Suddenly, they are Hawaii.

The defense of the Florida State Seminoles, usually a team strength, is playing chase. Receivers are streaming downfield. Quarterbacks are slicing and dicing. Running backs are shaking and baking. Kickers are mock-chopping with glee.

Sheesh. What gives?

Overnight, it seems, the defense of the Seminoles is tragically weak. Against FBS opponents (everyone but Charleston Southern), the Seminoles are allowing 42.5 points per game. They are giving up 6.98 yards per play, ahead of only Rice, Hawaii and Marshall. They’re 94th in the country in total defense.

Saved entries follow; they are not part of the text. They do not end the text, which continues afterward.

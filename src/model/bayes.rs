//! Multinomial naive Bayes trainer for document-term counts
//!
//! Stands in for the original walkthrough's boosted-tree text model; the
//! multinomial likelihood is the ecosystem's standard fit for count
//! features. The underlying library exposes hard label predictions only,
//! so `predict_proba` returns the one-hot of the predicted class, which
//! is all the surrogate fit needs.

use anyhow::{Context, Result};
use linfa::prelude::*;
use linfa_bayes::MultinomialNb;
use ndarray::{Array1, Array2};
use serde::{Deserialize, Serialize};

use super::{Classifier, Trainer};

/// Named hyperparameters for the naive Bayes trainer.
#[derive(Debug, Clone, Serialize, Deserialize)]
pub struct BayesConfig {
    /// Additive (Laplace) smoothing for unseen token/class pairs
    pub smoothing: f64,
}

impl Default for BayesConfig {
    fn default() -> Self {
        Self { smoothing: 1.0 }
    }
}

/// Trainer wrapping `linfa_bayes::MultinomialNb`.
#[derive(Debug, Clone, Default)]
pub struct BayesTrainer {
    pub config: BayesConfig,
}

impl BayesTrainer {
    pub fn new(config: BayesConfig) -> Self {
        Self { config }
    }
}

impl Trainer for BayesTrainer {
    fn fit(
        &self,
        features: Array2<f64>,
        targets: Array1<usize>,
        classes: Vec<String>,
    ) -> Result<Box<dyn Classifier>> {
        let dataset = Dataset::new(features, targets);
        let fitted = MultinomialNb::params()
            .alpha(self.config.smoothing)
            .fit(&dataset)
            .context("Naive Bayes training failed")?;
        Ok(Box::new(BayesModel {
            inner: fitted,
            classes,
        }))
    }
}

struct BayesModel {
    inner: MultinomialNb<f64, usize>,
    classes: Vec<String>,
}

impl Classifier for BayesModel {
    fn classes(&self) -> &[String] {
        &self.classes
    }

    fn predict_proba(&self, features: &Array2<f64>) -> Result<Array2<f64>> {
        let predicted: Array1<usize> = self.inner.predict(features.clone()).targets;
        let mut probs = Array2::zeros((features.nrows(), self.classes.len()));
        for (row, class) in predicted.iter().enumerate() {
            if *class >= self.classes.len() {
                anyhow::bail!("predicted class index {} out of range", class);
            }
            probs[[row, *class]] = 1.0;
        }
        Ok(probs)
    }
}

The defense of the Seminoles has turned dismal. Filled with highly considered recruits on their way to the NFL, the defense has become the worst in the ACC and the worst in the Top 25. The Seminoles have now lost five of their last 12 games.

So far this year, the Seminoles have trailed Ole Miss 28-6, Louisville 63-10, USF 14-7 and North Carolina 21-0. Last week, it couldn’t hold a lead with 23 seconds to play. In every game against an FBS opponent, the Seminoles have given up a touchdown on the opponent’s first possession.

All of it has increased pressure on FSU defensive coordinator Charles Kelly.

“There ain’t nothing magical going to happen,” said FSU coach Jimbo Fisher. “You’ve got to coach better. We’ve got to play better.”

The Seminoles play Miami (4-0) Saturday. After that, FSU plays Wake Forest (4-1), N.C. State (3-1). Boston College (3-2), Syracuse (2-3) and Florida (4-1).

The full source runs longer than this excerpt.